今回は、公的年金制度について、国民の生活保障という本来の目的とはまた違った側面について見てきます。※本連載は、明治大学商学部教授の北岡孝義氏の著書、『ジェネレーションフリーの社会』(CCCメディアハウス)中から一部を抜粋し、公的年金の現在とこれからについて考察します。

日本の戦後復興と高度成長に大きく寄与した「公的年金」

1960年頃にほぼ完成した「国民皆年金」は、資金面で戦後の高度成長を支える役割を果たしてきた。「国民皆年金」のもとで、国民の支払う年金保険料が積み立てられ、その積立金が、財政投融資制度を通じて、社会インフラや大企業の設備投資をファイナンスした。

 

そもそも、賦課方式の年金制度なら、必要以上に年金保険料を積み立てる必要はない。その時代時代の高齢者世代を扶養するのに必要な年金保険料で十分なのだ。それにもかかわらず、年金保険料を積み立てた。まさか1960年代に、政府がその後の少子高齢化を予想していたわけではあるまい。

 

政府曰く、賦課方式のもとで年金保険料を積み立てるのは、世代間の不平等をなくすためだという。例えば、ある時代の高齢者世代は月16万円の年金を受け取っていた。ところが、別の時代の高齢者世代は、その時代の現役世代が少ないから保険料総額も少ない。したがって、現役世代の支払う年金保険料に基づく高齢者世代の年金給付は減額され、月14万円の年金しか受け取れない。これでは不公平だということで、年金保険料を積み立てる。少なくなった年金給付に対しては、その積立金を取り崩してカバーするというわけだ。

 

しかし実際のところ、政府がそれほどまでに長期的な視点に立って年金問題に関する施策を打ち出していたとは到底考えられない。やはり真の狙いは、「強制貯蓄」による産業資金の調達だろう。年金保険料の積み立ての別の目的は産業資金の捻出なのである。

 

「国民皆年金」で国民すべてから年金保険料を徴収し、それを積み立て、財政投融資制度を通じて、産業資金として社会インフラや大企業の設備投資に役立てたのだ。
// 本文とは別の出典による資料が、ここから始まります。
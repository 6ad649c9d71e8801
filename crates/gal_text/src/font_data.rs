//! Embedded stroke font covering printable ASCII (`' '` to `'~'`)
//!
//! One string per glyph, indexed by `code - ' '`. Characters are read in
//! pairs offset by `'R'`: the first pair holds the left and right advance
//! bounds, every following pair is an `(x, y)` stroke point, and `" R"`
//! lifts the pen. `y` is measured down from `'R' + 10` (the baseline) on a
//! 21 unit cap height.

pub const BUILTIN_FONT: &[&str] = &[
    r"JZ", // space
    r"OURGRU RR[R\", // !
    r"MWPGPM RTGTM", // double quote
    r"JZPGN\ RVGT\ RLNXN RLUXU", // #
    r"KYWLTJPJMLMOPQTRWTWWTYPYMW RRGR\", // $
    r"I[K\YG RNGLILLNNPLPING RVUTWTZV\XZXWVU", // %
    r"I[Y\OMOIQGSGUIUKLTLYO\S\YU", // &
    r"OURGRM", // quote
    r"NVTERHQLQWR[T^", // (
    r"NVPERHSLSWR[P^", // )
    r"KYRGRS RMJWP RWJMP", // *
    r"I[RLRZ RKSYS", // +
    r"OUR[R]P`", // ,
    r"JZLSXS", // -
    r"OUR[R\", // .
    r"JZXEL^", // /
    r"KYRGOHMLMWO[R\U[WWWLUHRG", // 0
    r"KYOKRGR\", // 1
    r"KYMKOHRGUHWKWNM\W\", // 2
    r"KYMGWGROTOWQWYT\P\MZ", // 3
    r"KYTGLVXV RTGT\", // 4
    r"KYWGNGMPPOTOWRWYT\P\MZ", // 5
    r"KYVHSGPHMMMWO[R\U[WWWUUQRPOQMU", // 6
    r"KYMGWGP\", // 7
    r"KYRQNOMLNHRGVHWLVORQNSMWMYO[R\U[WYWWVSRQ", // 8
    r"KYWNURRSORMNMLOHRGUHWLWVT[Q\N[", // 9
    r"OURNRO RR[R\", // :
    r"OURNRO RR[R]P`", // ;
    r"I[YJKSY\", // <
    r"I[KPYP RKVYV", // =
    r"I[KJYSK\", // >
    r"KYMKOHRGUHWKWMUPRRRU RR[R\", // ?
    r"H\VSUPROPPOSOUPWRXUWVU RVOVWWXYWZTZPXKTHPHLKJPJULZP]U]Y[", // @
    r"I[K\RGY\ RNTVT", // A
    r"JZL\LGUGXIXOUQLQ RUQXSXZU\L\", // B
    r"JZXKWHTGRGPHNKLNLQLUNXO[R\T\W[XX", // C
    r"JZL\LGSGWJXOXTWYS\L\", // D
    r"JZXGLGL\X\ RLQUQ", // E
    r"JZXGLGL\ RLQUQ", // F
    r"JZXKWHTGRGPHNKLNLQLUNXO[R\T\W[XXZUXTST", // G
    r"JZL\LG RX\XG RLQXQ", // H
    r"OUR\RG", // I
    r"KYVGVWT[R\P\N[MX", // J
    r"JZL\LG RXGLU RPQX\", // K
    r"JYLGL\W\", // L
    r"I[K\KGRWYGY\", // M
    r"JZL\LGX\XG", // N
    r"I[YRYNXKVITHRGPHNILKKNKQKULXNZP[R\T[VZXXYUYR", // O
    r"JZL\LGUGXIXPURLR", // P
    r"I[YRYNXKVITHRGPHNILKKNKQKULXNZP[R\T[VZXXYUYR RTXY]", // Q
    r"JZL\LGUGXIXPURLR RSRX\", // R
    r"JZXJUGOGLJLNOQURXUXYU\O\LY", // S
    r"JZKGYG RRGR\", // T
    r"JZLGLWN[Q\S\V[XWXG", // U
    r"I[KGR\YG", // V
    r"G]IGM\RLW\[G", // W
    r"JZLGX\ RXGL\", // X
    r"I[KGRRYG RRRR\", // Y
    r"JZLGXGL\X\", // Z
    r"NVTEPEP^T^", // [
    r"JZLEX^", // backslash
    r"NVPETET^P^", // ]
    r"KYMMRGWM", // ^
    r"I[K_Y_", // _
    r"OUQGSK", // grave
    r"KYWNW\ RWQTNPNMQMYP\T\WY", // a
    r"KYMGM\ RMQPNTNWQWYT\P\MY", // b
    r"KYWQTNPNMQMYP\T\WY", // c
    r"KYWGW\ RWQTNPNMQMYP\T\WY", // d
    r"KYMUWUWRUORNOOMRMXO[R\U\WZ", // e
    r"LWVGSGQIQ\ RNNUN", // f
    r"KYWNW_UbRcOb RWQTNPNMQMYP\T\WY", // g
    r"KYMGM\ RMRPNTNWQW\", // h
    r"OURNR\ RRIRH", // i
    r"MURNR`QbOc RRIRH", // j
    r"KYMGM\ RWNMX RQUW\", // k
    r"OVRGRZS\T\", // l
    r"I[KNK\ RKQMNPNRQR\ RRQTNWNYQY\", // m
    r"KYMNM\ RMRPNTNWQW\", // n
    r"KYPNMQMYP\T\WYWQTNPN", // o
    r"KYMNMc RMQPNTNWQWYT\P\MY", // p
    r"KYWNWc RWQTNPNMQMYP\T\WY", // q
    r"LXNNN\ RNSQOTNVN", // r
    r"KYWPTNPNMPMSPUTUWWWZT\P\MZ", // s
    r"LWQIQZS\U\ RNNUN", // t
    r"KYMNMYP\T\WX RWNW\", // u
    r"KYMNR\WN", // v
    r"I[KNN\RQV\YN", // w
    r"KYMNW\ RWNM\", // x
    r"KYMNR\ RWNR\PaNc", // y
    r"KYMNWNM\W\", // z
    r"MVTERFQHQOORQUQ\R^T_", // {
    r"OURER_", // |
    r"NWPERFSHSOURSUS\R^P_", // }
    r"JZLTNQPQTTVTXQ", // ~
];
//! 3x3 affine matrices
//!
//! Row-major, acting on column vectors:
//!
//! ```text
//! | m00 m01 m02 |   | x |
//! | m10 m11 m12 | * | y |
//! |  0   0   1  |   | 1 |
//! ```

use std::ops::Mul;

use crate::geometry::{Point, Vec2};

#[derive(Clone, Copy, Debug, PartialEq)]
pub struct Matrix3x3 {
    pub m: [[f64; 3]; 3],
}

impl Default for Matrix3x3 {
    fn default() -> Self {
        Self::IDENTITY
    }
}

impl Matrix3x3 {
    pub const IDENTITY: Matrix3x3 = Matrix3x3 {
        m: [[1.0, 0.0, 0.0], [0.0, 1.0, 0.0], [0.0, 0.0, 1.0]],
    };

    pub fn translation(v: Vec2) -> Self {
        Self {
            m: [[1.0, 0.0, v.x], [0.0, 1.0, v.y], [0.0, 0.0, 1.0]],
        }
    }

    pub fn scale(v: Vec2) -> Self {
        Self {
            m: [[v.x, 0.0, 0.0], [0.0, v.y, 0.0], [0.0, 0.0, 1.0]],
        }
    }

    pub fn rotation(angle: f64) -> Self {
        let (sin, cos) = angle.sin_cos();
        Self {
            m: [[cos, -sin, 0.0], [sin, cos, 0.0], [0.0, 0.0, 1.0]],
        }
    }

    /// `self * other`: `other` is applied to points first
    pub fn then_apply(&self, other: &Matrix3x3) -> Matrix3x3 {
        let mut out = [[0.0; 3]; 3];
        for (i, row) in out.iter_mut().enumerate() {
            for (j, cell) in row.iter_mut().enumerate() {
                *cell = (0..3).map(|k| self.m[i][k] * other.m[k][j]).sum();
            }
        }
        Matrix3x3 { m: out }
    }

    pub fn transform_point(&self, p: Point) -> Point {
        Point::new(
            self.m[0][0] * p.x + self.m[0][1] * p.y + self.m[0][2],
            self.m[1][0] * p.x + self.m[1][1] * p.y + self.m[1][2],
        )
    }

    /// Applies only the linear part (no translation)
    pub fn transform_vector(&self, v: Vec2) -> Vec2 {
        Vec2::new(
            self.m[0][0] * v.x + self.m[0][1] * v.y,
            self.m[1][0] * v.x + self.m[1][1] * v.y,
        )
    }

    pub fn determinant(&self) -> f64 {
        self.m[0][0] * self.m[1][1] - self.m[0][1] * self.m[1][0]
    }

    /// Uniform scale factor of the linear part, `sqrt(|det|)`
    pub fn uniform_scale(&self) -> f64 {
        self.determinant().abs().sqrt()
    }

    /// True when the linear part mirrors (negative determinant)
    pub fn is_mirrored(&self) -> bool {
        self.determinant() < 0.0
    }

    pub fn translation_part(&self) -> Vec2 {
        Vec2::new(self.m[0][2], self.m[1][2])
    }

    /// Inverse of the affine transform, `None` when singular
    pub fn inverse(&self) -> Option<Matrix3x3> {
        let det = self.determinant();
        if det.abs() < f64::EPSILON * 1e-3 {
            return None;
        }
        let [[a, b, tx], [c, d, ty], _] = self.m;
        let inv_a = d / det;
        let inv_b = -b / det;
        let inv_c = -c / det;
        let inv_d = a / det;
        Some(Matrix3x3 {
            m: [
                [inv_a, inv_b, -(inv_a * tx + inv_b * ty)],
                [inv_c, inv_d, -(inv_c * tx + inv_d * ty)],
                [0.0, 0.0, 1.0],
            ],
        })
    }

    pub fn approx_eq(&self, other: &Matrix3x3, eps: f64) -> bool {
        self.m
            .iter()
            .flatten()
            .zip(other.m.iter().flatten())
            .all(|(a, b)| (a - b).abs() <= eps)
    }
}

impl Mul for Matrix3x3 {
    type Output = Matrix3x3;
    fn mul(self, rhs: Matrix3x3) -> Matrix3x3 {
        self.then_apply(&rhs)
    }
}

impl Mul<Point> for Matrix3x3 {
    type Output = Point;
    fn mul(self, rhs: Point) -> Point {
        self.transform_point(rhs)
    }
}

#[cfg(test)]
mod tests {
    use super::*;
    use std::f64::consts::FRAC_PI_2;

    #[test]
    fn test_translate_then_rotate() {
        // Post-multiplied: rotation is applied to points first
        let m = Matrix3x3::translation(Vec2::new(10.0, 0.0)) * Matrix3x3::rotation(FRAC_PI_2);
        let p = m * Point::new(1.0, 0.0);
        assert!((p.x - 10.0).abs() < 1e-12);
        assert!((p.y - 1.0).abs() < 1e-12);
    }

    #[test]
    fn test_inverse() {
        let m = Matrix3x3::translation(Vec2::new(3.0, -7.0))
            * Matrix3x3::rotation(0.3)
            * Matrix3x3::scale(Vec2::new(2.0, 5.0));
        let inv = m.inverse().unwrap();
        assert!((m * inv).approx_eq(&Matrix3x3::IDENTITY, 1e-12));

        let p = Point::new(1.5, 2.5);
        let back = inv * (m * p);
        assert!(back.distance(p) < 1e-12);
    }

    #[test]
    fn test_singular() {
        assert!(Matrix3x3::scale(Vec2::new(0.0, 1.0)).inverse().is_none());
    }

    #[test]
    fn test_mirrored() {
        assert!(Matrix3x3::scale(Vec2::new(-1.0, 1.0)).is_mirrored());
        assert!(!Matrix3x3::rotation(2.0).is_mirrored());
        assert!((Matrix3x3::scale(Vec2::splat(3.0)).uniform_scale() - 3.0).abs() < 1e-12);
    }
}
//! A `DrawContext` that records calls instead of tessellating them.
//!
//! Used by painters and text layout code that need to inspect what would be
//! drawn, and by tests that have no GPU.

use slotmap::SlotMap;

use crate::context::{DrawContext, GroupContext, GroupId};
use crate::error::GalError;
use crate::geometry::Point;
use crate::matrix::Matrix3x3;
use crate::paint::PaintState;
use crate::transform::TransformStack;

/// World-space geometry of a recorded call
#[derive(Clone, Debug, PartialEq)]
pub enum RecordedShape {
    Line {
        start: Point,
        end: Point,
    },
    Polyline {
        points: Vec<Point>,
    },
    Circle {
        center: Point,
        radius: f64,
    },
    Arc {
        center: Point,
        radius: f64,
        start_angle: f64,
        end_angle: f64,
    },
    Rectangle {
        start: Point,
        end: Point,
    },
    Polygon {
        points: Vec<Point>,
    },
    PolyContours {
        contours: Vec<Vec<Point>>,
    },
    Curve {
        start: Point,
        control_a: Point,
        control_b: Point,
        end: Point,
    },
}

/// One recorded call with the matrix and paint state active at call time
#[derive(Clone, Debug, PartialEq)]
pub struct DrawCommand {
    pub shape: RecordedShape,
    pub matrix: Matrix3x3,
    pub paint: PaintState,
}

impl DrawCommand {
    /// Defining points of the shape mapped through the recorded matrix
    pub fn screen_points(&self) -> Vec<Point> {
        let world: Vec<Point> = match &self.shape {
            RecordedShape::Line { start, end } => vec![*start, *end],
            RecordedShape::Polyline { points } | RecordedShape::Polygon { points } => {
                points.clone()
            }
            RecordedShape::Circle { center, .. } | RecordedShape::Arc { center, .. } => {
                vec![*center]
            }
            RecordedShape::Rectangle { start, end } => vec![
                *start,
                Point::new(end.x, start.y),
                *end,
                Point::new(start.x, end.y),
            ],
            RecordedShape::PolyContours { contours } => contours.concat(),
            RecordedShape::Curve {
                start,
                control_a,
                control_b,
                end,
            } => vec![*start, *control_a, *control_b, *end],
        };

        world
            .into_iter()
            .map(|p| self.matrix.transform_point(p))
            .collect()
    }

    /// Line width as it appears on screen
    pub fn screen_line_width(&self) -> f64 {
        self.paint.line_width * self.matrix.uniform_scale()
    }
}

pub struct RecordingContext {
    paint: PaintState,
    transforms: TransformStack,
    commands: Vec<DrawCommand>,
    groups: SlotMap<GroupId, Vec<DrawCommand>>,
    open_group: Option<GroupId>,
}

impl RecordingContext {
    pub fn new() -> Self {
        Self::with_matrix(Matrix3x3::IDENTITY)
    }

    /// Start recording under a base matrix (typically the world/screen matrix)
    pub fn with_matrix(base: Matrix3x3) -> Self {
        Self {
            paint: PaintState::default(),
            transforms: TransformStack::new(base),
            commands: Vec::new(),
            groups: SlotMap::with_key(),
            open_group: None,
        }
    }

    pub fn commands(&self) -> &[DrawCommand] {
        &self.commands
    }

    pub fn take_commands(&mut self) -> Vec<DrawCommand> {
        std::mem::take(&mut self.commands)
    }

    pub fn transform_depth(&self) -> usize {
        self.transforms.depth()
    }

    fn record(&mut self, shape: RecordedShape) {
        if self.paint.is_invisible() {
            return;
        }

        let command = DrawCommand {
            shape,
            matrix: *self.transforms.current(),
            paint: self.paint.clone(),
        };

        match self.open_group.and_then(|id| self.groups.get_mut(id)) {
            Some(group) => group.push(command),
            None => self.commands.push(command),
        }
    }
}

impl Default for RecordingContext {
    fn default() -> Self {
        Self::new()
    }
}

impl DrawContext for RecordingContext {
    fn paint(&self) -> &PaintState {
        &self.paint
    }

    fn paint_mut(&mut self) -> &mut PaintState {
        &mut self.paint
    }

    fn transform(&mut self, matrix: &Matrix3x3) {
        self.transforms.transform(matrix);
    }

    fn current_matrix(&self) -> Matrix3x3 {
        *self.transforms.current()
    }

    fn save(&mut self) {
        self.transforms.save();
    }

    fn restore(&mut self) -> Result<(), GalError> {
        self.transforms.restore()
    }

    fn draw_line(&mut self, start: Point, end: Point) {
        self.record(RecordedShape::Line { start, end });
    }

    fn draw_polyline(&mut self, points: &[Point]) {
        if points.len() < 2 {
            return;
        }
        self.record(RecordedShape::Polyline {
            points: points.to_vec(),
        });
    }

    fn draw_circle(&mut self, center: Point, radius: f64) {
        self.record(RecordedShape::Circle { center, radius });
    }

    fn draw_arc(&mut self, center: Point, radius: f64, start_angle: f64, end_angle: f64) {
        self.record(RecordedShape::Arc {
            center,
            radius,
            start_angle,
            end_angle,
        });
    }

    fn draw_rectangle(&mut self, start: Point, end: Point) {
        self.record(RecordedShape::Rectangle { start, end });
    }

    fn draw_polygon(&mut self, points: &[Point]) {
        if points.len() < 3 {
            return;
        }
        self.record(RecordedShape::Polygon {
            points: points.to_vec(),
        });
    }

    fn draw_poly_contours(&mut self, contours: &[Vec<Point>]) {
        if contours.iter().all(|c| c.len() < 3) {
            return;
        }
        self.record(RecordedShape::PolyContours {
            contours: contours.to_vec(),
        });
    }

    fn draw_curve(&mut self, start: Point, control_a: Point, control_b: Point, end: Point) {
        self.record(RecordedShape::Curve {
            start,
            control_a,
            control_b,
            end,
        });
    }
}

impl GroupContext for RecordingContext {
    fn begin_group(&mut self) -> Result<GroupId, GalError> {
        if self.open_group.is_some() {
            return Err(GalError::GroupAlreadyOpen);
        }
        let id = self.groups.insert(Vec::new());
        self.open_group = Some(id);
        Ok(id)
    }

    fn end_group(&mut self) -> Result<(), GalError> {
        self.open_group
            .take()
            .map(|_| ())
            .ok_or(GalError::NoOpenGroup)
    }

    fn draw_group(&mut self, group: GroupId) {
        let Some(recorded) = self.groups.get(group) else {
            tracing::warn!(?group, "draw_group on a deleted group");
            return;
        };

        match self.open_group {
            Some(open) if open == group => {
                tracing::warn!(?group, "draw_group on the group being recorded");
            }
            // Nested replay bakes a copy into the group being recorded
            Some(open) => {
                let copy = recorded.clone();
                if let Some(target) = self.groups.get_mut(open) {
                    target.extend(copy);
                }
            }
            None => self.commands.extend(recorded.iter().cloned()),
        }
    }

    fn delete_group(&mut self, group: GroupId) {
        if self.open_group == Some(group) {
            self.open_group = None;
        }
        self.groups.remove(group);
    }

    fn is_group_valid(&self, group: GroupId) -> bool {
        self.groups.contains_key(group)
    }
}

#[cfg(test)]
mod tests {
    use super::*;
    use crate::geometry::Vec2;

    #[test]
    fn test_records_with_current_matrix() {
        let mut ctx = RecordingContext::new();
        ctx.translate(Vec2::new(10.0, 20.0));
        ctx.draw_line(Point::new(0.0, 0.0), Point::new(1.0, 0.0));

        let pts = ctx.commands()[0].screen_points();
        assert_eq!(pts, vec![Point::new(10.0, 20.0), Point::new(11.0, 20.0)]);
    }

    #[test]
    fn test_invisible_paint_is_noop() {
        let mut ctx = RecordingContext::new();
        ctx.set_stroke_enabled(false);
        ctx.set_fill_enabled(false);
        ctx.draw_circle(Point::ZERO, 5.0);
        assert!(ctx.commands().is_empty());
    }

    #[test]
    fn test_group_replay() {
        let mut ctx = RecordingContext::new();
        let group = ctx.begin_group().unwrap();
        ctx.draw_line(Point::ZERO, Point::new(1.0, 1.0));
        assert_eq!(ctx.begin_group(), Err(GalError::GroupAlreadyOpen));
        ctx.end_group().unwrap();
        assert!(ctx.commands().is_empty());

        ctx.draw_group(group);
        ctx.draw_group(group);
        assert_eq!(ctx.commands().len(), 2);

        ctx.delete_group(group);
        ctx.draw_group(group);
        assert_eq!(ctx.commands().len(), 2);
        assert!(!ctx.is_group_valid(group));
    }

    #[test]
    fn test_replay_inside_open_group_is_baked() {
        let mut ctx = RecordingContext::new();
        let inner = ctx.begin_group().unwrap();
        ctx.draw_line(Point::ZERO, Point::new(1.0, 0.0));
        ctx.end_group().unwrap();

        let outer = ctx.begin_group().unwrap();
        ctx.draw_group(inner);
        ctx.draw_circle(Point::ZERO, 2.0);
        ctx.end_group().unwrap();
        assert!(ctx.commands().is_empty());

        // the copy survives deleting the original
        ctx.delete_group(inner);
        ctx.draw_group(outer);
        assert_eq!(ctx.commands().len(), 2);
        assert!(matches!(ctx.commands()[0].shape, RecordedShape::Line { .. }));
    }
}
こうした資金は、確かに、日本の戦後の復興と高度成長に大きく寄与したと言える。

産業資金の役割を担った「郵便貯金」「年金積立金」

戦後経済の立て直し、経済発展のために、政府は多額の資金を必要とした。

 

本来なら、そうした資金は国債を発行して調達するところなのだが、戦中に発行された国債が戦後の大インフレによって紙切れと化した記憶が新しい1960年代、国債発行はタブーだった。

 

そこで、国債の代わりの役割を果たしたのが年金保険料、そして郵便貯金である。これらの資金を産業資金として運用する制度が、財政投融資制度である。郵便貯金を銀行預金よりも優遇し、国民の貯蓄を郵便貯金へと誘い、「国民皆年金」のもとで国民の義務となった国民年金、厚生年金の保険料は、年金積立金として積み立てる。

 

郵便貯金の歴史は古く、その創設は1875年である。郵便貯金は、明治時代には社会インフラ、軍の近代化のための資金として活用された。そして、とくに銀行のない地方の国民の零細な貯蓄資金を吸収するのにも役立った。

 

郵便貯金は産業資金として活用された歴史を持っている。戦後は、このような郵便貯金や年金積立金は、財政投融資制度を通じ、日本の高度成長に貢献した。

 

しかし、高度成長が終わって財政投融資の意義が薄れたあとにも、巨額の郵便貯金や年金積立金は、相変わらず財政投融資を通じ、社会インフラや特殊法人、財団に運用され続けた。資金は、必要のない公共施設や官僚の天下り先の特殊法人、公団、財団などへ流れ、無駄の積み重ねが生じたのだ。

 

その財政投融資制度が改められ、年金保険料の、政府による「強制貯蓄」としての役割が解消されたのも、前述したように、旧大蔵省が解体された2001年のことである。郵便貯金も年金積立金も、現在は財務省の手を離れ自主運用されているが、株式市場のテコ入れに使われ、相変わらず国家目的に給している。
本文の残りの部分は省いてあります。